Activity:
Draw out every line with the word "Value" from the listing below.

Entries shown:
**********
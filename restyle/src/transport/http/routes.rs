//! HTTP route handlers.

use std::sync::Arc;

use axum::{
    Router,
    extract::{Query, State, rejection::JsonRejection},
    http::StatusCode,
    response::{IntoResponse, Json, Response},
    routing::{get, post},
};
use serde::{Deserialize, Serialize};

use crate::error::JobError;
use crate::job::JobRequest;
use crate::service::RestyleService;
use crate::status::JobStatus;
use crate::version::VersionInfo;

#[derive(Debug, Serialize)]
pub struct HealthCheckResponse {
    pub status: &'static str,
    pub version: VersionInfo,
}

#[derive(Debug, Serialize)]
pub struct GenerateResponse {
    pub success: bool,
    pub image: String,
}

#[derive(Debug, Serialize)]
pub struct ErrorResponse {
    pub success: bool,
    pub error: String,
}

#[derive(Debug, Deserialize)]
pub struct StatusQuery {
    pub id: Option<String>,
}

impl IntoResponse for JobError {
    fn into_response(self) -> Response {
        let status = if self.is_client_error() {
            StatusCode::BAD_REQUEST
        } else {
            StatusCode::INTERNAL_SERVER_ERROR
        };
        let body = ErrorResponse {
            success: false,
            error: self.to_string(),
        };
        (status, Json(body)).into_response()
    }
}

async fn health_check(State(service): State<Arc<RestyleService>>) -> Json<HealthCheckResponse> {
    Json(HealthCheckResponse {
        status: "OK",
        version: service.version().clone(),
    })
}

async fn generate(
    State(service): State<Arc<RestyleService>>,
    body: Result<Json<JobRequest>, JsonRejection>,
) -> Result<Json<GenerateResponse>, JobError> {
    let Json(request) = body.map_err(|rejection| {
        tracing::debug!(error = %rejection, "Rejected generate body");
        JobError::Validation(rejection.body_text())
    })?;

    match service.submit(request).await {
        Ok(image) => Ok(Json(GenerateResponse {
            success: true,
            image,
        })),
        Err(e) => {
            if e.is_client_error() {
                tracing::debug!(error = %e, "Generate request rejected");
            } else {
                tracing::error!(error = %e, "Generate request failed");
            }
            Err(e)
        }
    }
}

async fn status(
    State(service): State<Arc<RestyleService>>,
    Query(query): Query<StatusQuery>,
) -> Result<Json<JobStatus>, JobError> {
    service.status(query.id.as_deref()).map(Json)
}

pub fn routes(service: Arc<RestyleService>) -> Router {
    Router::new()
        .route("/health-check", get(health_check))
        .route("/generate", post(generate))
        .route("/status", get(status))
        .with_state(service)
}

#[cfg(test)]
mod tests {
    use super::*;
    use crate::orchestrator::JobOrchestrator;
    use crate::poller::{PollConfig, ResultPoller};
    use crate::store::MemorySessionStore;
    use crate::testing::{
        FakeNormalizer, FakeObjectStore, FakePredictor, RecordingSleeper, pending, succeeded,
    };
    use axum::body::Body;
    use axum::http::Request;
    use http_body_util::BodyExt;
    use serde_json::json;
    use tower::ServiceExt;

    async fn response_json(response: Response) -> serde_json::Value {
        let body = response.into_body();
        let bytes = body.collect().await.unwrap().to_bytes();
        serde_json::from_slice(&bytes).unwrap()
    }

    fn create_service(predictor: FakePredictor) -> Arc<RestyleService> {
        let orchestrator = JobOrchestrator::new(
            Arc::new(predictor),
            Arc::new(FakeNormalizer::default()),
            Arc::new(FakeObjectStore::default()),
            Arc::new(MemorySessionStore::new()),
        )
        .with_poller(ResultPoller::with_sleeper(
            PollConfig::default(),
            Arc::new(RecordingSleeper::default()),
        ));
        Arc::new(RestyleService::new(orchestrator))
    }

    fn generate_request(body: serde_json::Value) -> Request<Body> {
        Request::post("/generate")
            .header("content-type", "application/json")
            .body(Body::from(body.to_string()))
            .unwrap()
    }

    fn status_request(query: &str) -> Request<Body> {
        Request::get(format!("/status{query}"))
            .body(Body::empty())
            .unwrap()
    }

    #[tokio::test]
    async fn health_check_returns_ok_and_version() {
        let app = routes(create_service(FakePredictor::new("tok1", vec![])));

        let response = app
            .oneshot(Request::get("/health-check").body(Body::empty()).unwrap())
            .await
            .unwrap();

        assert_eq!(response.status(), StatusCode::OK);
        let json = response_json(response).await;
        assert_eq!(json["status"], "OK");
        assert!(json["version"]["restyle"].is_string());
    }

    #[tokio::test]
    async fn generate_then_status_for_job1() {
        let service = create_service(FakePredictor::new(
            "tok1",
            vec![pending(), succeeded(json!(["http://x/final.png"]))],
        ));
        let app = routes(service);

        let response = app
            .clone()
            .oneshot(generate_request(json!({
                "id": "job1",
                "prompt": "make it sunset",
                "image": "aGVsbG8="
            })))
            .await
            .unwrap();

        assert_eq!(response.status(), StatusCode::OK);
        let json = response_json(response).await;
        insta::assert_json_snapshot!(json, @r#"
        {
          "image": "http://x/final.png",
          "success": true
        }
        "#);

        let response = app.oneshot(status_request("?id=job1")).await.unwrap();
        assert_eq!(response.status(), StatusCode::OK);
        let json = response_json(response).await;
        insta::assert_json_snapshot!(json, @r#"
        {
          "image": "http://x/final.png",
          "received": true
        }
        "#);
    }

    #[tokio::test]
    async fn status_unknown_identifier_is_not_received() {
        let app = routes(create_service(FakePredictor::new("tok1", vec![])));

        let response = app.oneshot(status_request("?id=unknown-xyz")).await.unwrap();

        assert_eq!(response.status(), StatusCode::OK);
        assert_eq!(response_json(response).await, json!({"received": false}));
    }

    #[tokio::test]
    async fn status_without_id_is_bad_request() {
        let service = create_service(FakePredictor::new("tok1", vec![]));

        for query in ["", "?id="] {
            let response = routes(service.clone())
                .oneshot(status_request(query))
                .await
                .unwrap();

            assert_eq!(response.status(), StatusCode::BAD_REQUEST);
            let json = response_json(response).await;
            assert_eq!(json["success"], false);
            assert!(json["error"].is_string());
        }
    }

    #[tokio::test]
    async fn generate_missing_prompt_is_bad_request() {
        let app = routes(create_service(FakePredictor::new("tok1", vec![])));

        let response = app
            .oneshot(generate_request(json!({"id": "job1", "image": "aGVsbG8="})))
            .await
            .unwrap();

        assert_eq!(response.status(), StatusCode::BAD_REQUEST);
        insta::assert_json_snapshot!(response_json(response).await, @r#"
        {
          "error": "A prompt is required",
          "success": false
        }
        "#);
    }

    #[tokio::test]
    async fn generate_malformed_body_is_bad_request() {
        let app = routes(create_service(FakePredictor::new("tok1", vec![])));

        let response = app
            .oneshot(
                Request::post("/generate")
                    .header("content-type", "application/json")
                    .body(Body::from("{not json"))
                    .unwrap(),
            )
            .await
            .unwrap();

        assert_eq!(response.status(), StatusCode::BAD_REQUEST);
        assert_eq!(response_json(response).await["success"], false);
    }

    #[tokio::test]
    async fn generate_prediction_failure_is_server_error() {
        let service = create_service(FakePredictor::new(
            "tok1",
            vec![json!({"status": "failed", "error": "NSFW content detected"})],
        ));
        let app = routes(service);

        let response = app
            .clone()
            .oneshot(generate_request(json!({
                "id": "job1",
                "prompt": "make it sunset",
                "image": "aGVsbG8="
            })))
            .await
            .unwrap();

        assert_eq!(response.status(), StatusCode::INTERNAL_SERVER_ERROR);
        insta::assert_json_snapshot!(response_json(response).await, @r#"
        {
          "error": "Prediction failed: NSFW content detected",
          "success": false
        }
        "#);

        let response = app.oneshot(status_request("?id=job1")).await.unwrap();
        assert_eq!(response_json(response).await, json!({"received": false}));
    }

    #[tokio::test]
    async fn generate_submission_rejection_is_server_error() {
        let app = routes(create_service(FakePredictor::rejecting(
            422,
            r#"{"detail":"bad version"}"#,
        )));

        let response = app
            .oneshot(generate_request(json!({
                "id": "job1",
                "prompt": "make it sunset",
                "image": "aGVsbG8="
            })))
            .await
            .unwrap();

        assert_eq!(response.status(), StatusCode::INTERNAL_SERVER_ERROR);
        let json = response_json(response).await;
        assert_eq!(json["success"], false);
        assert!(json["error"].as_str().unwrap().contains("bad version"));
    }
}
**********
Answer to the problem:
    async fn response_json(response: Response) -> serde_json::Value {
    fn generate_request(body: serde_json::Value) -> Request<Body> {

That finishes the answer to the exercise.